I’m a writer. I’m an advertising copywriter and that’s how I make my living.
But I’m also a creative writer, and that’s where I get stuck. As a copywriter I write radio commercials, brochures and web page content. These are usually short, bite sized pieces, easily digested. Novels are not, and I have about 5 unfinished, well, barely started ones to prove it.
That’s where The War of Art (2002), by Steven Pressfield comes in.
I read a lot of books about writing, it’s how I procrastinate, and, frustratingly, how I stop myself from writing. Yes, I read books designed to overcome procrastination as a devious way to procrastinate. But not anymore, because Mr Pressman has just given me a huge kick up the bottom.
The War of Art is broken into 3 parts, Resistance, Combating Resistance and Beyond Resistance, and Pressfield pulls no punches, and he punches hard.
As a pragmatist, this is just what I needed. I recognised myself in almost every point he made. His withering description of me hurt to my very core. But he was right. There’s an old saying, ‘If you can’t piss, get off the pot’, and that’s exactly what he’s saying.

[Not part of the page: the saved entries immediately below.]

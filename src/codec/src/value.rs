// Copyright 2024 The Tablewave Authors
//
// Licensed under the Apache License, Version 2.0 (the "License");
// you may not use this file except in compliance with the License.
// You may obtain a copy of the License at
//
//     http://www.apache.org/licenses/LICENSE-2.0
//
// Unless required by applicable law or agreed to in writing, software
// distributed under the License is distributed on an "AS IS" BASIS,
// WITHOUT WARRANTIES OR CONDITIONS OF ANY KIND, either express or implied.
// See the License for the specific language governing permissions and
// limitations under the License.

//! Value codec (spec.md §4.1): formats a single column value as a T-SQL
//! literal safe to paste into a `VALUES` list. Stateless and thread-safe.

use tablewave_common::model::SqlTypeCode;

/// A single driver-reported column value, decoupled from any particular
/// driver crate so the codec stays a pure function of (value, type).
/// Numeric/date-time variants already carry the driver's canonical textual
/// representation, per spec.md §4.1.
#[derive(Debug, Clone, PartialEq)]
pub enum ColumnValue {
    Null,
    Bool(bool),
    /// Canonical decimal text for any numeric type (int family, float,
    /// decimal/numeric).
    Numeric(String),
    Text(String),
    /// Canonical textual form for DATE/TIME/TIMESTAMP/TIMESTAMPTZ.
    DateTime(String),
    Binary(Vec<u8>),
}

const MAX_INLINE_BINARY_BYTES: usize = 8000;

/// Encodes `value` as a T-SQL literal under the dispatch rules for
/// `sql_type_code`. `NULL` is returned for [`ColumnValue::Null`]
/// regardless of type.
pub fn encode_literal(value: &ColumnValue, sql_type_code: SqlTypeCode) -> String {
    if matches!(value, ColumnValue::Null) {
        return "NULL".to_owned();
    }

    match sql_type_code {
        t if t.is_string() => encode_string(value),
        t if t.is_date_time() => encode_date_time(value),
        SqlTypeCode::Bit => encode_bit(value),
        t if t.is_numeric() => encode_numeric(value),
        t if t.is_binary() => encode_binary(value),
        SqlTypeCode::Other => encode_string(value),
    }
}

fn escape_quotes(s: &str) -> String {
    s.replace('\'', "''")
}

/// CRLF, LF and CR each collapse to a single ASCII space.
fn normalize_newlines(s: &str) -> String {
    s.replace("\r\n", " ").replace(['\r', '\n'], " ")
}

fn as_text(value: &ColumnValue) -> String {
    match value {
        ColumnValue::Text(s) => s.clone(),
        ColumnValue::DateTime(s) => s.clone(),
        ColumnValue::Numeric(s) => s.clone(),
        ColumnValue::Bool(b) => b.to_string(),
        ColumnValue::Binary(bytes) => String::from_utf8_lossy(bytes).into_owned(),
        ColumnValue::Null => String::new(),
    }
}

fn encode_string(value: &ColumnValue) -> String {
    let raw = as_text(value);
    let normalized = normalize_newlines(&raw);
    format!("N'{}'", escape_quotes(&normalized))
}

fn encode_date_time(value: &ColumnValue) -> String {
    format!("'{}'", escape_quotes(&as_text(value)))
}

fn encode_bit(value: &ColumnValue) -> String {
    match value {
        ColumnValue::Bool(true) => "1".to_owned(),
        ColumnValue::Bool(false) => "0".to_owned(),
        ColumnValue::Numeric(s) => if s == "0" { "0".to_owned() } else { "1".to_owned() },
        other => as_text(other),
    }
}

fn encode_numeric(value: &ColumnValue) -> String {
    as_text(value)
}

fn encode_binary(value: &ColumnValue) -> String {
    match value {
        ColumnValue::Binary(bytes) => {
            if bytes.len() > MAX_INLINE_BINARY_BYTES {
                "NULL /* Binary data too large */".to_owned()
            } else {
                let mut out = String::with_capacity(2 + bytes.len() * 2);
                out.push_str("0x");
                for b in bytes {
                    out.push_str(&format!("{b:02x}"));
                }
                out
            }
        }
        other => encode_string(other),
    }
}

#[cfg(test)]
mod tests {
    use super::*;

    #[test]
    fn null_is_always_null() {
        assert_eq!(encode_literal(&ColumnValue::Null, SqlTypeCode::VarChar), "NULL");
        assert_eq!(encode_literal(&ColumnValue::Null, SqlTypeCode::Integer), "NULL");
        assert_eq!(encode_literal(&ColumnValue::Null, SqlTypeCode::VarBinary), "NULL");
    }

    #[test]
    fn string_escaping_and_newline_collapse() {
        // spec.md §8 boundary scenario 4
        let value = ColumnValue::Text("O'Reilly\nInc".to_owned());
        assert_eq!(
            encode_literal(&value, SqlTypeCode::VarChar),
            "N'O''Reilly Inc'"
        );
    }

    #[test]
    fn crlf_and_cr_collapse_to_space() {
        let value = ColumnValue::Text("a\r\nb\rc".to_owned());
        assert_eq!(encode_literal(&value, SqlTypeCode::NVarChar), "N'a b c'");
    }

    #[test]
    fn bit_encodes_as_0_or_1() {
        assert_eq!(encode_literal(&ColumnValue::Bool(true), SqlTypeCode::Bit), "1");
        assert_eq!(encode_literal(&ColumnValue::Bool(false), SqlTypeCode::Bit), "0");
    }

    #[test]
    fn numeric_passes_through_unquoted() {
        let value = ColumnValue::Numeric("42.50".to_owned());
        assert_eq!(encode_literal(&value, SqlTypeCode::Numeric), "42.50");
    }

    #[test]
    fn small_binary_is_hex_encoded() {
        let value = ColumnValue::Binary(vec![0xDE, 0xAD, 0xBE, 0xEF]);
        assert_eq!(encode_literal(&value, SqlTypeCode::VarBinary), "0xdeadbeef");
    }

    #[test]
    fn oversized_binary_falls_back_to_sentinel() {
        let value = ColumnValue::Binary(vec![0u8; 10_000]);
        assert_eq!(
            encode_literal(&value, SqlTypeCode::VarBinary),
            "NULL /* Binary data too large */"
        );
    }

    #[test]
    fn date_time_is_single_quoted_without_n_prefix() {
        let value = ColumnValue::DateTime("2024-01-15 10:30:00".to_owned());
        assert_eq!(
            encode_literal(&value, SqlTypeCode::Timestamp),
            "'2024-01-15 10:30:00'"
        );
    }
}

If you’re having trouble writing you have two options, stop, or get professional about it, but whatever you do, don’t be an amateur.
The book is easy to read, speaks to rather than down to its readers, and has lots of real-life examples, some of which are outdated, like a reference to Lance Armstrong before his drug taking revelations.
If you’re a writer like me, and have tried everything to get your writing moving, The War of Art might be right up your alley. Its words might be a bitter pill to take, but sometimes that’s exactly what we need.